• [Work order]: Tally the lines below that contain the word "albedo", and give only that number.

[[ Information provided, beginning ]]

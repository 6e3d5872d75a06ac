use bytemuck::{Pod, Zeroable};
use color_eyre::Result;
use glam::{Mat4, Vec4};
use luna::renderer::common::{Format, ShaderStage};
use luna::renderer::config::RenderConfig;
use luna::renderer::resources::{
    ColorBuffer, ColorBufferDesc, DepthBuffer, DepthBufferDesc, DescriptorRange, GpuBuffer, GpuBufferDesc, ResourceSet,
    RootParameter, RootSignature, RootSignatureDesc, SamplerDesc,
};
use luna::renderer::GraphicsContext;

#[repr(C)]
#[derive(Debug, Clone, Copy, Pod, Zeroable)]
struct FrameConstants {
    view_projection: Mat4,
    tint: Vec4,
}

const SIZE: u32 = 256;

fn main() -> Result<()> {
    color_eyre::install()?;
    env_logger::init();

    let config = RenderConfig::from_env();
    let ctx = GraphicsContext::new(&config)?;
    log::info!("Context ready: {ctx:?}, limits {:?}", ctx.manager().limits());

    let checker: Vec<u8> = (0..SIZE * SIZE)
        .flat_map(|i| {
            let on = ((i % SIZE) / 32 + (i / SIZE) / 32) % 2 == 0;
            if on { [255, 255, 255, 255] } else { [32, 32, 32, 255] }
        })
        .collect();
    let albedo = ColorBuffer::with_data(
        &ctx,
        &ColorBufferDesc::texture_2d("Checker", SIZE as u64, SIZE, Format::RGBA8_UNorm),
        Some(&checker),
    )?;
    let scene = ColorBuffer::new(
        &ctx,
        &ColorBufferDesc::texture_2d("Scene", 1280, 720, Format::RGBA16_Float).with_num_mips(0),
    )?;
    let depth = DepthBuffer::new(&ctx, &DepthBufferDesc::texture_2d("Scene depth", 1280, 720, Format::D32))?;
    log::info!(
        "Created {} ({} mips), {} and {}",
        scene.name(),
        scene.num_mips(),
        albedo.name(),
        depth.name()
    );

    let constants = GpuBuffer::new(
        &ctx,
        &GpuBufferDesc::constant_buffer("Frame constants", 3, size_of::<FrameConstants>()),
    )?;
    let frame = FrameConstants {
        view_projection: Mat4::perspective_rh(60f32.to_radians(), 16.0 / 9.0, 0.1, 100.0),
        tint: Vec4::ONE,
    };
    constants.update_pod(0, &frame)?;

    let root_signature = RootSignature::new(
        &ctx,
        &RootSignatureDesc::new("Textured")
            .with_parameter(RootParameter::root_cbv(0, ShaderStage::ALL_GRAPHICS))
            .with_parameter(RootParameter::table(vec![DescriptorRange::texture_srv(0, 1)], ShaderStage::PIXEL))
            .with_parameter(RootParameter::table(vec![DescriptorRange::sampler(0, 1)], ShaderStage::PIXEL)),
    )?;

    let mut resources = ResourceSet::new(&root_signature)?;
    resources.set_cbv(0, 0, &constants)?;
    resources.set_srv(1, 0, &albedo)?;
    resources.set_sampler(2, 0, &SamplerDesc::aniso_wrap())?;
    resources.update_gpu_descriptors()?;

    // Second frame's constants, bound through the dynamic offset
    let stride = constants.size() / constants.element_count() as u64;
    constants.update_pod(stride, &frame)?;
    resources.set_dynamic_offset(0, stride as u32)?;
    resources.update_gpu_descriptors()?;

    log::info!(
        "Resource set with {} descriptor sets flushed, constants at {:#x}",
        resources.num_descriptor_sets(),
        constants.gpu_address()
    );
    Ok(())
}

[[ Information provided, end ]]

• [Response]: 3